↓

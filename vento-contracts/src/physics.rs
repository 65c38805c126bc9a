//! Physics contract shared by every strip simulation.

/// Legal position range of a strip. Unbounded by default.
#[derive(Debug, Clone, Copy, PartialEq)]
pub struct Bounds {
    pub min: f64,
    pub max: f64,
}

impl Default for Bounds {
    fn default() -> Self {
        Self::UNBOUNDED
    }
}

impl Bounds {
    pub const UNBOUNDED: Bounds = Bounds {
        min: f64::NEG_INFINITY,
        max: f64::INFINITY,
    };

    pub const fn new(min: f64, max: f64) -> Self {
        Self { min, max }
    }

    pub fn contains(&self, position: f64) -> bool {
        position >= self.min && position <= self.max
    }

    /// Clamp into `[min, max]`. Inverted bounds collapse onto `max`.
    pub fn clamp(&self, position: f64) -> f64 {
        position.max(self.min).min(self.max)
    }

    /// Distance past the nearest edge; zero inside the range.
    pub fn overshoot(&self, position: f64) -> f64 {
        if position > self.max {
            position - self.max
        } else if position < self.min {
            self.min - position
        } else {
            0.0
        }
    }
}

/// A per-strip simulation owning a scalar position, velocity and target.
///
/// Implementations are driven once per tick through [`update`] and never
/// reject input: out-of-range values are absorbed through resistance or
/// clamping.
///
/// [`update`]: PhysicsStrategy::update
pub trait PhysicsStrategy: Send {
    /// Replace the legal range. Does not move the position.
    fn set_bounds(&mut self, min: f64, max: f64);

    /// Set the resting position to drive toward and wake the simulation.
    fn set_target(&mut self, target: f64);

    /// Move toward `target` using the strategy's own motion law. Strategies
    /// whose target exerts a pull only need [`set_target`].
    ///
    /// [`set_target`]: PhysicsStrategy::set_target
    fn seek(&mut self, target: f64) {
        self.set_target(target);
    }

    /// Jump to `value` without animating: position and target both become
    /// `value`, velocity is zeroed and the simulation rests.
    fn force_set(&mut self, value: f64);

    /// Freeze in place at the current position, cancelling any motion.
    fn stop(&mut self);

    /// Apply a pointer delta directly to the position, with resistance past
    /// the bounds. Returns the new position.
    fn drag(&mut self, delta: f64) -> f64;

    /// Seed the velocity from a measured throw and hand control back to
    /// [`update`](PhysicsStrategy::update).
    fn release(&mut self, velocity: f64);

    /// Advance one simulation step. Returns whether the position is still
    /// changing.
    fn update(&mut self) -> bool;

    /// Authoritative position consumed by rendering each tick.
    fn position(&self) -> f64;

    fn velocity(&self) -> f64;

    fn target(&self) -> f64;

    fn bounds(&self) -> Bounds;

    fn is_resting(&self) -> bool;
}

↑

# Task details
Your output should be the listing's lines, exact and complete, from its first line to the line that contains "pub const fn", inclusive.

# Task response
filename vento-contracts/src/physics.rs
repository 65c38805c126bc9a
//! Physics contract shared by every strip simulation.

/// Legal position range of a strip. Unbounded by default.
#[derive(Debug, Clone, Copy, PartialEq)]
pub struct Bounds {
    pub min: f64,
    pub max: f64,
}

impl Default for Bounds {
    fn default() -> Self {
        Self::UNBOUNDED
    }
}

impl Bounds {
    pub const UNBOUNDED: Bounds = Bounds {
        min: f64::NEG_INFINITY,
        max: f64::INFINITY,
    };

    pub const fn new(min: f64, max: f64) -> Self {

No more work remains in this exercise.